Invalidite | 12

454K 41.2K 7.3K
                                    


You're different.

- Dewa Pradipta -

Acara penggalangan dana untuk donasi panti hari itu berakhir sukses. Tanpa diduga semua barang terjual habis, mulai dari lukisan, kue, dan tentu saja puluhan foto milik Dewa. Cowok itu sekarang sedang bersama Gerka dan Rendi, duduk di bangku dekat pohon ketika Pelita datang mendekat.

"Aku, Bu Marta sama anak-anak mau bilang makasih. Berkat bantuan kalian kami ngumpulin banyak dana hari ini. Melebihi ekspetasi malahan."

"Anytime, Pel." Sahut Rendi.

"Sebenernya gue diancam potong gaji sama Dewa kalo gak dateng," ujar Gerka terkekeh. "Tapi pas nyampe sini gue jadi seneng gitu bisa bantu."

Pelita ikut tertawa. Mereka terlibat obrolan ringan beberapa saat. Sesekali Pelita menatap Dewa. Cowok itu sedari tadi tidak ikut bicara dan hanya memutar lensa, fokus menggeser hasil foto di kameranya.

Setelah segala properti selesai dibereskan, Rendi dan Gerka pamit pulang terlebih dulu dengan mobil Van putih. Pelita sendiri masih berdiri di depan kaki Dewa. Takut mengganggu karena Dewa terlihat sangat serius.

Namun melihat Dewa yang tidak kunjung mengangkat wajah, Pelita lalu menyenggol sepatu boots Dewa dengan ujung tongkatnya. Upaya itu berhasil membuat Dewa mengangkat wajah dengan dahi berkerut menatapnya.

Pelita tersenyum. "Makasih, ya."

"Lo udah bilang itu tadi,"

"Ini makasihnya khusus buat Dewa aja,"

Dewa masih menatapnya. Tidak ada senyum disana. Namun entah bagaimana Pelita menjelaskan jika hal itu malah menarik senyumnya semakin lebar.

Tiba-tiba saja Dewa meletakkan kamera di bangku lalu berdiri, meraih lengan Pelita, mengambil alih tongkatnya dan membantunya duduk di sisi bangku yang kosong. Tongkatnya disandarkan pada bangku dan Dewa kembali duduk di sebelahnya.

"Cape gue liat lo bediri setadian."

"Yang berdiri kan aku, kok kamu yang cape?"

Dewa memutar matanya. "Gausah dibahas."

Suara anak-anak panti yang sedang bermain di teras terdengar. Mereka berkumpul memainkan sisa balon dan hiasan kertas.

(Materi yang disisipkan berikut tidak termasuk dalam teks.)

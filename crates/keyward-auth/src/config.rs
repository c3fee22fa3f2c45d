//! Immutable configuration for the auth orchestrator
//!
//! Built once at startup through [`AuthConfigBuilder`] and shared by `Arc`.
//! Nothing in this crate reads the environment; the binary does that and
//! hands the result here.

use std::fmt;
use std::str::FromStr;
use std::time::Duration;

use chrono::TimeDelta;
use secrecy::{ExposeSecret, SecretString};

use crate::error::ConfigError;

/// Google OAuth 2.0 authorization endpoint
pub const GOOGLE_AUTH_URL: &str = "https://accounts.google.com/o/oauth2/v2/auth";
/// Google OAuth 2.0 token endpoint
pub const GOOGLE_TOKEN_URL: &str = "https://oauth2.googleapis.com/token";
/// Google OpenID Connect userinfo endpoint
pub const GOOGLE_USERINFO_URL: &str = "https://openidconnect.googleapis.com/v1/userinfo";
/// Google signing keys for ID tokens
pub const GOOGLE_JWKS_URL: &str = "https://www.googleapis.com/oauth2/v3/certs";
/// Issuer values Google places in ID tokens
pub const GOOGLE_ISSUERS: [&str; 2] = ["https://accounts.google.com", "accounts.google.com"];

/// Minimum signing secret length in bytes (HS256 key size)
pub const MIN_SECRET_LEN: usize = 32;

const DEFAULT_ACCESS_TTL: Duration = Duration::from_secs(15 * 60);
const DEFAULT_REFRESH_TTL: Duration = Duration::from_secs(7 * 24 * 60 * 60);
const DEFAULT_CALL_TIMEOUT: Duration = Duration::from_secs(10);
const DEFAULT_ID_TOKEN_LEEWAY: Duration = Duration::from_secs(60);
const MAX_TTL: Duration = Duration::from_secs(366 * 24 * 60 * 60);

/// Which provider credential the login endpoint accepts
#[derive(Debug, Clone, Copy, PartialEq, Eq, Default)]
pub enum VerifierKind {
    /// OAuth 2.0 authorization code, exchanged server-side
    #[default]
    AuthorizationCode,
    /// OpenID Connect ID token, verified against Google's JWKS
    IdToken,
}

impl VerifierKind {
    /// Canonical name used in configuration
    pub fn as_str(self) -> &'static str {
        match self {
            Self::AuthorizationCode => "authorization_code",
            Self::IdToken => "id_token",
        }
    }
}

impl fmt::Display for VerifierKind {
    fn fmt(&self, f: &mut fmt::Formatter<'_>) -> fmt::Result {
        f.write_str(self.as_str())
    }
}

impl FromStr for VerifierKind {
    type Err = ConfigError;

    fn from_str(s: &str) -> Result<Self, Self::Err> {
        match s.trim().to_ascii_lowercase().as_str() {
            "authorization_code" | "code" => Ok(Self::AuthorizationCode),
            "id_token" | "idtoken" => Ok(Self::IdToken),
            other => Err(ConfigError::invalid(
                "verifier",
                format!("unknown verifier '{other}' (expected authorization_code or id_token)"),
            )),
        }
    }
}

/// Google client registration and endpoint overrides
#[derive(Debug)]
pub struct GoogleConfig {
    /// OAuth client id; also the expected ID-token audience
    pub client_id: String,
    /// OAuth client secret (unused by the ID-token verifier)
    pub client_secret: SecretString,
    /// Redirect URL registered with Google
    pub redirect_url: String,
    /// Selected verifier variant
    pub verifier: VerifierKind,
    /// Authorization endpoint
    pub auth_url: String,
    /// Token endpoint
    pub token_url: String,
    /// Userinfo endpoint
    pub userinfo_url: String,
    /// JWKS endpoint
    pub jwks_url: String,
    /// Accepted `iss` values
    pub issuers: Vec<String>,
    /// Clock skew tolerated on ID-token `exp`
    pub id_token_leeway: Duration,
}

impl GoogleConfig {
    /// Google production endpoints with the given client registration
    pub fn new(
        client_id: impl Into<String>,
        client_secret: impl Into<String>,
        redirect_url: impl Into<String>,
    ) -> Self {
        Self {
            client_id: client_id.into(),
            client_secret: SecretString::from(client_secret.into()),
            redirect_url: redirect_url.into(),
            verifier: VerifierKind::default(),
            auth_url: GOOGLE_AUTH_URL.to_string(),
            token_url: GOOGLE_TOKEN_URL.to_string(),
            userinfo_url: GOOGLE_USERINFO_URL.to_string(),
            jwks_url: GOOGLE_JWKS_URL.to_string(),
            issuers: GOOGLE_ISSUERS.iter().map(|s| (*s).to_string()).collect(),
            id_token_leeway: DEFAULT_ID_TOKEN_LEEWAY,
        }
    }

    /// Select the verifier variant
    pub fn with_verifier(mut self, verifier: VerifierKind) -> Self {
        self.verifier = verifier;
        self
    }

    /// Point every endpoint at `base` (mock servers in tests)
    pub fn with_base_url(mut self, base: &str) -> Self {
        let base = base.trim_end_matches('/');
        self.auth_url = format!("{base}/o/oauth2/v2/auth");
        self.token_url = format!("{base}/token");
        self.userinfo_url = format!("{base}/v1/userinfo");
        self.jwks_url = format!("{base}/oauth2/v3/certs");
        self
    }

    /// Override the token endpoint
    pub fn with_token_url(mut self, url: impl Into<String>) -> Self {
        self.token_url = url.into();
        self
    }

    /// Override the userinfo endpoint
    pub fn with_userinfo_url(mut self, url: impl Into<String>) -> Self {
        self.userinfo_url = url.into();
        self
    }

    /// Override the JWKS endpoint
    pub fn with_jwks_url(mut self, url: impl Into<String>) -> Self {
        self.jwks_url = url.into();
        self
    }

    /// Replace the accepted issuers
    pub fn with_issuers(mut self, issuers: Vec<String>) -> Self {
        self.issuers = issuers;
        self
    }

    /// Clock skew tolerated when checking ID-token expiry
    pub fn with_id_token_leeway(mut self, leeway: Duration) -> Self {
        self.id_token_leeway = leeway;
        self
    }

    fn validate(&self) -> Result<(), ConfigError> {
        if self.client_id.trim().is_empty() {
            return Err(ConfigError::Missing("google.client_id"));
        }
        if self.verifier == VerifierKind::AuthorizationCode {
            if self.client_secret.expose_secret().is_empty() {
                return Err(ConfigError::Missing("google.client_secret"));
            }
            url::Url::parse(&self.redirect_url)
                .map_err(|e| ConfigError::invalid("google.redirect_url", e.to_string()))?;
        }
        for (key, value) in [
            ("google.auth_url", &self.auth_url),
            ("google.token_url", &self.token_url),
            ("google.userinfo_url", &self.userinfo_url),
            ("google.jwks_url", &self.jwks_url),
        ] {
            url::Url::parse(value).map_err(|e| ConfigError::invalid(key, e.to_string()))?;
        }
        if self.issuers.is_empty() {
            return Err(ConfigError::Missing("google.issuers"));
        }
        Ok(())
    }
}

/// Orchestrator configuration
///
/// Read-only after construction. Share it with `Arc<AuthConfig>`.
#[derive(Debug)]
pub struct AuthConfig {
    signing_secret: SecretString,
    access_ttl: Duration,
    refresh_ttl: Duration,
    issuer: String,
    call_timeout: Option<Duration>,
    rotate_refresh_tokens: bool,
    google: GoogleConfig,
}

impl AuthConfig {
    /// Start building a configuration
    pub fn builder(signing_secret: impl Into<String>, google: GoogleConfig) -> AuthConfigBuilder {
        AuthConfigBuilder {
            signing_secret: SecretString::from(signing_secret.into()),
            access_ttl: DEFAULT_ACCESS_TTL,
            refresh_ttl: DEFAULT_REFRESH_TTL,
            issuer: "keyward".to_string(),
            call_timeout: Some(DEFAULT_CALL_TIMEOUT),
            rotate_refresh_tokens: false,
            google,
        }
    }

    /// HMAC signing secret for access tokens
    pub fn signing_secret(&self) -> &SecretString {
        &self.signing_secret
    }

    /// Access-token lifetime
    pub fn access_ttl(&self) -> Duration {
        self.access_ttl
    }

    /// Session (refresh credential) lifetime
    pub fn refresh_ttl(&self) -> Duration {
        self.refresh_ttl
    }

    /// `iss` claim placed in access tokens
    pub fn issuer(&self) -> &str {
        &self.issuer
    }

    /// Deadline applied to each collaborator call, if any
    pub fn call_timeout(&self) -> Option<Duration> {
        self.call_timeout
    }

    /// Whether refresh issues a new refresh credential and revokes the old one
    pub fn rotate_refresh_tokens(&self) -> bool {
        self.rotate_refresh_tokens
    }

    /// Google client registration
    pub fn google(&self) -> &GoogleConfig {
        &self.google
    }

    pub(crate) fn access_ttl_delta(&self) -> TimeDelta {
        TimeDelta::seconds(self.access_ttl.as_secs() as i64)
    }

    pub(crate) fn refresh_ttl_delta(&self) -> TimeDelta {
        TimeDelta::seconds(self.refresh_ttl.as_secs() as i64)
    }
}

/// Builder for [`AuthConfig`]
#[derive(Debug)]
pub struct AuthConfigBuilder {
    signing_secret: SecretString,
    access_ttl: Duration,
    refresh_ttl: Duration,
    issuer: String,
    call_timeout: Option<Duration>,
    rotate_refresh_tokens: bool,
    google: GoogleConfig,
}

impl AuthConfigBuilder {
    /// Access-token lifetime (default 15 minutes)
    pub fn access_ttl(mut self, ttl: Duration) -> Self {
        self.access_ttl = ttl;
        self
    }

    /// Session lifetime (default 7 days)
    pub fn refresh_ttl(mut self, ttl: Duration) -> Self {
        self.refresh_ttl = ttl;
        self
    }

    /// `iss` claim for access tokens (default `keyward`)
    pub fn issuer(mut self, issuer: impl Into<String>) -> Self {
        self.issuer = issuer.into();
        self
    }

    /// Per-call collaborator deadline (default 10 seconds); `None` disables it
    pub fn call_timeout(mut self, timeout: Option<Duration>) -> Self {
        self.call_timeout = timeout;
        self
    }

    /// Enable refresh-credential rotation (default off)
    pub fn rotate_refresh_tokens(mut self, rotate: bool) -> Self {
        self.rotate_refresh_tokens = rotate;
        self
    }

    /// Validate and freeze the configuration
    ///
    /// # Errors
    ///
    /// Returns [`ConfigError`] if the secret is shorter than [`MIN_SECRET_LEN`]
    /// bytes, a TTL is zero or longer than a year, or the Google settings are
    /// incomplete for the selected verifier.
    pub fn build(self) -> Result<AuthConfig, ConfigError> {
        let secret_len = self.signing_secret.expose_secret().len();
        if secret_len < MIN_SECRET_LEN {
            return Err(ConfigError::invalid(
                "signing_secret",
                format!("must be at least {MIN_SECRET_LEN} bytes, got {secret_len}"),
            ));
        }

        for (key, ttl) in [("access_ttl", self.access_ttl), ("refresh_ttl", self.refresh_ttl)] {
            if ttl.as_secs() == 0 {
                return Err(ConfigError::invalid(key, "must be at least one second"));
            }
            if ttl > MAX_TTL {
                return Err(ConfigError::invalid(key, "must not exceed one year"));
            }
        }

        if self.issuer.trim().is_empty() {
            return Err(ConfigError::Missing("issuer"));
        }
        if self.call_timeout.is_some_and(|t| t.is_zero()) {
            return Err(ConfigError::invalid("call_timeout", "must be non-zero"));
        }

        self.google.validate()?;

        Ok(AuthConfig {
            signing_secret: self.signing_secret,
            access_ttl: self.access_ttl,
            refresh_ttl: self.refresh_ttl,
            issuer: self.issuer,
            call_timeout: self.call_timeout,
            rotate_refresh_tokens: self.rotate_refresh_tokens,
            google: self.google,
        })
    }
}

Pelita selalu bahagia mendengar itu. Mengingatkannya ketika dulu saat ia masih kecil bermain dengan teman-temannya. Tentu saat itu Pelita masih bisa berlari bermain petak umpet.

"Kamu tau, panti asuhan seperti ini sebenarnya sulit untuk bertahan."

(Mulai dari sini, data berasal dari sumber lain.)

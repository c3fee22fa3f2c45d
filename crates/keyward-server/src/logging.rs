//! Tracing subscriber setup for the `keyward` binary
//!
//! Logs go to stderr. The filter comes from `--log-level` when given, then
//! `RUST_LOG`, then [`DEFAULT_FILTER`].

use std::io;

use clap::ValueEnum;
use tracing_subscriber::prelude::*;
use tracing_subscriber::{EnvFilter, fmt};

/// Filter used when neither `--log-level` nor `RUST_LOG` is set
pub const DEFAULT_FILTER: &str = "info,tower_http=info";

/// Log line format
#[derive(Debug, Clone, Copy, Default, PartialEq, Eq, ValueEnum)]
pub enum LogFormat {
    /// Human-readable lines
    #[default]
    Pretty,
    /// One JSON object per line
    Json,
}

fn filter(level: Option<&str>) -> io::Result<EnvFilter> {
    match level {
        Some(directive) => EnvFilter::try_new(directive).map_err(|e| {
            io::Error::new(
                io::ErrorKind::InvalidInput,
                format!("invalid log filter '{directive}': {e}"),
            )
        }),
        None => Ok(EnvFilter::try_from_default_env().unwrap_or_else(|_| EnvFilter::new(DEFAULT_FILTER))),
    }
}

/// Install the global subscriber
///
/// # Errors
///
/// Returns an error if `level` is not a valid filter directive or a global
/// subscriber is already installed.
pub fn init(level: Option<&str>, format: LogFormat) -> io::Result<()> {
    let subscriber = tracing_subscriber::registry().with(filter(level)?);

    match format {
        LogFormat::Json => subscriber
            .with(fmt::layer().json().with_writer(io::stderr))
            .try_init()
            .map_err(|e| io::Error::other(e.to_string())),
        LogFormat::Pretty => subscriber
            .with(fmt::layer().with_target(false).with_writer(io::stderr))
            .try_init()
            .map_err(|e| io::Error::other(e.to_string())),
    }
}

Dewa masih berkutat dengan kameranya. "Kenapa?"

"Gak ada satupun orang tua yang menginginkan seorang anak dengan fisik gak sempurna, Wa. Kalo orang tua yang mengandung gak bisa memilih gimana anak mereka nanti terlahir, mereka yang datang kesini justru punya itu. Dan anak berkebutuhan khusus bukan termasuk pilihan mereka."

Dewa menurunkan kameranya dan menoleh. Pipi Pelita bersemu kemerahan, mungkin karena terkena sinar matahari seharian. Disaat cewek-cewek yang datang tadi sibuk menutupi wajah mereka dari matahari, Pelita seolah tidak peduli.

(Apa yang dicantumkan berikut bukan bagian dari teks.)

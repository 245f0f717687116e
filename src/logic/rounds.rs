//! Round and sudden-death timer state machine.
//!
//! `Idle -> RoundProposed -> RoundActive -> RoundComplete -> RoundProposed ...` until one
//! player is left (`TournamentFinished`) or the operator aborts (`TournamentCancelled`).
//!
//! Board actions that reference a board no longer in play are ignored rather than rejected,
//! so a sudden-death timeout racing a reported result resolves the board exactly once.

use crate::logic::allocation::allocate_boards;
use crate::logic::lives::{
    apply_life_loss, bulk_set_lives_by_league_status, count_active, edit_lives_manually, winner,
};
use crate::models::{
    Board, BoardId, Player, PlayerId, Round, TournamentError, TournamentInstance,
    TournamentStatus,
};
use chrono::{DateTime, Duration, Utc};
use rand::Rng;
use serde::{Deserialize, Serialize};
use std::collections::{HashMap, HashSet};

/// Where the round machine currently is.
#[derive(Clone, Copy, Debug, Default, Eq, PartialEq, Serialize, Deserialize)]
#[serde(rename_all = "snake_case")]
pub enum RoundPhase {
    /// No round generated yet.
    #[default]
    Idle,
    /// Capacity checked; waiting for the operator to confirm the next round.
    RoundProposed,
    /// Boards assigned; games may be running.
    RoundActive,
    /// Every board of the round resolved.
    RoundComplete,
    TournamentFinished,
    TournamentCancelled,
}

impl RoundPhase {
    pub fn is_terminal(self) -> bool {
        matches!(
            self,
            RoundPhase::TournamentFinished | RoundPhase::TournamentCancelled
        )
    }
}

/// Result of asking for a new round.
#[derive(Clone, Debug, Eq, PartialEq, Serialize)]
#[serde(tag = "outcome", rename_all = "snake_case")]
pub enum NewRoundOutcome {
    /// Round `round` is ready to be confirmed.
    Proposed { round: u32 },
    /// Only one player is left; no round was created.
    Finished { winner: PlayerId },
    /// Everybody is eliminated; needs a manual life edit or a cancel.
    NoActivePlayers,
}

/// How a board left the round.
#[derive(Clone, Copy, Debug, Eq, PartialEq, Serialize, Deserialize)]
#[serde(rename_all = "snake_case")]
pub enum Resolution {
    Finished,
    Cancelled,
    SuddenDeath,
}

/// Result of a board action.
#[derive(Clone, Debug, Eq, PartialEq, Serialize)]
#[serde(tag = "outcome", rename_all = "snake_case")]
pub enum BoardOutcome {
    /// Board not in play (already resolved, already started, or unknown); nothing changed.
    Ignored { board: BoardId },
    Started {
        board: BoardId,
        /// Sudden-death deadline, if armed.
        deadline: Option<DateTime<Utc>>,
    },
    Resolved {
        board: BoardId,
        resolution: Resolution,
        losers: Vec<PlayerId>,
        eliminated: Vec<PlayerId>,
        /// Phase after the board was removed.
        phase: RoundPhase,
    },
}

impl BoardOutcome {
    pub fn is_ignored(&self) -> bool {
        matches!(self, BoardOutcome::Ignored { .. })
    }
}

/// Round lifecycle plus the board → countdown deadline table.
#[derive(Clone, Debug, Default, Serialize)]
pub struct RoundMachine {
    phase: RoundPhase,
    round: Option<Round>,
    /// At most one armed countdown per open board.
    timers: HashMap<BoardId, DateTime<Utc>>,
}

impl RoundMachine {
    pub fn new() -> Self {
        Self::default()
    }

    /// Rebuild the machine for a reloaded tournament from its last round snapshot.
    ///
    /// Started, unresolved boards get their countdown re-armed at `started_at + limit`; deadlines
    /// already in the past fire on the next `tick`.
    pub fn restore(round: Option<Round>, instance: &TournamentInstance) -> Self {
        let mut machine = Self {
            phase: RoundPhase::Idle,
            round,
            timers: HashMap::new(),
        };
        machine.phase = match instance.status {
            TournamentStatus::Finished => RoundPhase::TournamentFinished,
            TournamentStatus::Cancelled => RoundPhase::TournamentCancelled,
            TournamentStatus::Running => match &machine.round {
                Some(r) if !r.is_complete() => RoundPhase::RoundActive,
                Some(_) => RoundPhase::RoundComplete,
                None => RoundPhase::Idle,
            },
        };
        if machine.phase == RoundPhase::RoundActive && instance.settings.sudden_death {
            let limit = Duration::minutes(i64::from(instance.settings.sudden_death_minutes));
            if let Some(round) = &machine.round {
                for board in round.open_boards() {
                    if let Some(started) = board.started_at {
                        machine.timers.insert(board.id, started + limit);
                    }
                }
            }
        }
        machine
    }

    pub fn phase(&self) -> RoundPhase {
        self.phase
    }

    /// Snapshot of the current (or last) round.
    pub fn current_round(&self) -> Option<&Round> {
        self.round.as_ref()
    }

    /// Boards still in play in the active round.
    pub fn open_boards(&self) -> Vec<&Board> {
        match (&self.round, self.phase) {
            (Some(r), RoundPhase::RoundActive) => r.open_boards().collect(),
            _ => Vec::new(),
        }
    }

    pub fn deadline(&self, board: BoardId) -> Option<DateTime<Utc>> {
        self.timers.get(&board).copied()
    }

    pub fn armed_timers(&self) -> usize {
        self.timers.len()
    }

    /// `Idle`/`RoundComplete` → `RoundProposed`, or straight to `TournamentFinished` when a
    /// single player is left. A capacity shortfall leaves the phase unchanged.
    pub fn start_new_round(
        &mut self,
        instance: &mut TournamentInstance,
    ) -> Result<NewRoundOutcome, TournamentError> {
        if !matches!(self.phase, RoundPhase::Idle | RoundPhase::RoundComplete) {
            return Err(TournamentError::InvalidState);
        }
        if let Some(w) = winner(&instance.players) {
            self.finish(instance, w);
            return Ok(NewRoundOutcome::Finished { winner: w });
        }
        let active = count_active(&instance.players);
        if active == 0 {
            log::info!(
                "Tournament {}: no active players left, no winner",
                instance.id
            );
            return Ok(NewRoundOutcome::NoActivePlayers);
        }
        instance.settings.check_capacity(active)?;
        self.phase = RoundPhase::RoundProposed;
        Ok(NewRoundOutcome::Proposed {
            round: instance.current_round + 1,
        })
    }

    /// Allocate boards for the proposed round without committing it (so it can be persisted
    /// first).
    pub fn plan_round<R: Rng + ?Sized>(
        &self,
        instance: &TournamentInstance,
        rng: &mut R,
        now: DateTime<Utc>,
    ) -> Result<Round, TournamentError> {
        if self.phase != RoundPhase::RoundProposed {
            return Err(TournamentError::InvalidState);
        }
        let active: Vec<Player> = instance.active_players().cloned().collect();
        if active.len() < 2 {
            return Err(TournamentError::InvalidState);
        }
        instance.settings.check_capacity(active.len())?;
        let boards = allocate_boards(
            &active,
            instance.settings.board_count,
            instance.settings.max_group_size,
            rng,
        );
        Ok(Round::new(instance.current_round + 1, boards, now))
    }

    /// `RoundProposed` → `RoundActive` with a planned round.
    pub fn commit_round(
        &mut self,
        instance: &mut TournamentInstance,
        round: Round,
    ) -> Result<(), TournamentError> {
        if self.phase != RoundPhase::RoundProposed || round.number != instance.current_round + 1 {
            return Err(TournamentError::InvalidState);
        }
        instance.current_round = round.number;
        self.round = Some(round);
        self.timers.clear();
        self.phase = RoundPhase::RoundActive;
        Ok(())
    }

    /// Mark a board's game as started and arm its sudden-death countdown.
    pub fn start_game(
        &mut self,
        instance: &TournamentInstance,
        board: BoardId,
        now: DateTime<Utc>,
    ) -> BoardOutcome {
        if self.phase != RoundPhase::RoundActive {
            return BoardOutcome::Ignored { board };
        }
        let Some(b) = self.round.as_mut().and_then(|r| r.open_board_mut(board)) else {
            return BoardOutcome::Ignored { board };
        };
        if b.started_at.is_some() {
            return BoardOutcome::Ignored { board };
        }
        b.started_at = Some(now);
        let deadline = instance.settings.sudden_death.then(|| {
            now + Duration::minutes(i64::from(instance.settings.sudden_death_minutes))
        });
        if let Some(d) = deadline {
            self.timers.insert(board, d);
        }
        BoardOutcome::Started { board, deadline }
    }

    /// Normal result: each named loser on the board loses one life.
    pub fn finish_game(
        &mut self,
        instance: &mut TournamentInstance,
        board: BoardId,
        losers: &[PlayerId],
        now: DateTime<Utc>,
    ) -> Result<BoardOutcome, TournamentError> {
        let Some(b) = self.open_board(board) else {
            return Ok(BoardOutcome::Ignored { board });
        };
        let losing: HashSet<PlayerId> = losers.iter().copied().filter(|id| b.contains(*id)).collect();
        if losing.is_empty() {
            return Err(TournamentError::NoLosersSelected);
        }
        Ok(self.resolve(instance, board, Resolution::Finished, losing, now))
    }

    /// Operator abort: remove the board, nobody loses a life.
    pub fn cancel_game(
        &mut self,
        instance: &mut TournamentInstance,
        board: BoardId,
        now: DateTime<Utc>,
    ) -> BoardOutcome {
        if self.open_board(board).is_none() {
            return BoardOutcome::Ignored { board };
        }
        self.resolve(instance, board, Resolution::Cancelled, HashSet::new(), now)
    }

    /// Countdown expired: every player on the board loses one life.
    pub fn sudden_death_timeout(
        &mut self,
        instance: &mut TournamentInstance,
        board: BoardId,
        now: DateTime<Utc>,
    ) -> BoardOutcome {
        self.timers.remove(&board);
        if !instance.settings.sudden_death {
            return BoardOutcome::Ignored { board };
        }
        let Some(b) = self.open_board(board) else {
            return BoardOutcome::Ignored { board };
        };
        if b.started_at.is_none() {
            return BoardOutcome::Ignored { board };
        }
        let losing: HashSet<PlayerId> = b.players.iter().copied().collect();
        self.resolve(instance, board, Resolution::SuddenDeath, losing, now)
    }

    /// Fire every countdown whose deadline is at or before `now`, earliest first.
    pub fn tick(&mut self, instance: &mut TournamentInstance, now: DateTime<Utc>) -> Vec<BoardOutcome> {
        let mut due: Vec<(DateTime<Utc>, BoardId)> = self
            .timers
            .iter()
            .filter(|(_, deadline)| **deadline <= now)
            .map(|(board, deadline)| (*deadline, *board))
            .collect();
        due.sort();
        due.into_iter()
            .map(|(_, board)| self.sudden_death_timeout(instance, board, now))
            .filter(|o| !o.is_ignored())
            .collect()
    }

    /// Abort the tournament from any non-terminal phase.
    pub fn cancel_tournament(
        &mut self,
        instance: &mut TournamentInstance,
    ) -> Result<(), TournamentError> {
        if self.phase.is_terminal() {
            return Err(TournamentError::InvalidState);
        }
        self.phase = RoundPhase::TournamentCancelled;
        self.timers.clear();
        instance.status = TournamentStatus::Cancelled;
        Ok(())
    }

    /// Manual life edit (may eliminate or revive); re-checks the win condition.
    pub fn edit_lives(
        &mut self,
        instance: &mut TournamentInstance,
        player_id: PlayerId,
        lives: u32,
        now: DateTime<Utc>,
    ) -> Result<(), TournamentError> {
        if self.phase.is_terminal() {
            return Err(TournamentError::InvalidState);
        }
        let round = instance.current_round;
        edit_lives_manually(&mut instance.players, player_id, lives, round, now)?;
        self.check_winner(instance);
        Ok(())
    }

    /// Bulk life edit per league status; re-checks the win condition.
    pub fn bulk_set_lives(
        &mut self,
        instance: &mut TournamentInstance,
        status_to_lives: &HashMap<String, u32>,
        now: DateTime<Utc>,
    ) -> Result<usize, TournamentError> {
        if self.phase.is_terminal() {
            return Err(TournamentError::InvalidState);
        }
        let round = instance.current_round;
        let changed = bulk_set_lives_by_league_status(&mut instance.players, status_to_lives, round, now);
        self.check_winner(instance);
        Ok(changed)
    }

    fn open_board(&self, board: BoardId) -> Option<&Board> {
        if self.phase != RoundPhase::RoundActive {
            return None;
        }
        self.round.as_ref().and_then(|r| r.open_board(board))
    }

    fn resolve(
        &mut self,
        instance: &mut TournamentInstance,
        board: BoardId,
        resolution: Resolution,
        losing: HashSet<PlayerId>,
        now: DateTime<Utc>,
    ) -> BoardOutcome {
        self.timers.remove(&board);
        let eliminated = apply_life_loss(&mut instance.players, &losing, instance.current_round, now);
        if let Some(round) = self.round.as_mut() {
            round.resolved_boards.insert(board);
        }

        if let Some(w) = winner(&instance.players) {
            self.finish(instance, w);
        } else if self.round.as_ref().map_or(true, Round::is_complete) {
            self.phase = RoundPhase::RoundComplete;
            self.timers.clear();
            if count_active(&instance.players) == 0 {
                log::info!(
                    "Tournament {}: all remaining players eliminated in round {}, no winner",
                    instance.id,
                    instance.current_round
                );
            }
        }

        // Keep the order players sat on the board.
        let losers: Vec<PlayerId> = self
            .round
            .as_ref()
            .and_then(|r| r.boards.iter().find(|b| b.id == board))
            .map(|b| b.players.iter().copied().filter(|id| losing.contains(id)).collect())
            .unwrap_or_default();

        BoardOutcome::Resolved {
            board,
            resolution,
            losers,
            eliminated,
            phase: self.phase,
        }
    }

    fn check_winner(&mut self, instance: &mut TournamentInstance) {
        if matches!(
            self.phase,
            RoundPhase::RoundProposed | RoundPhase::RoundActive
        ) {
            if let Some(w) = winner(&instance.players) {
                self.finish(instance, w);
            }
        }
    }

    fn finish(&mut self, instance: &mut TournamentInstance, winner: PlayerId) {
        self.phase = RoundPhase::TournamentFinished;
        self.timers.clear();
        instance.winner = Some(winner);
        instance.status = TournamentStatus::Finished;
        log::info!(
            "Tournament {} finished after round {}: winner {}",
            instance.id,
            instance.current_round,
            instance.player_name(winner)
        );
    }
}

"Waktu yang mengumpulkan kami disini. Dari hasil penolakan dan rasa tidak diterima. Mereka masih berharap suatu hari akan ada keluarga yang datang menjemput, meski kenyataannya sampai sekarang gak ada orang tua asuh yang berkunjung.

Tapi aku akan selalu memastikan harapan mereka terus ada. Karena aku percaya masih ada orang baik di luar sana yang gak memandang kekurangan kami sebagai kesulitan. Makanya, kami sangat perlu dana dari donatur untuk saat ini."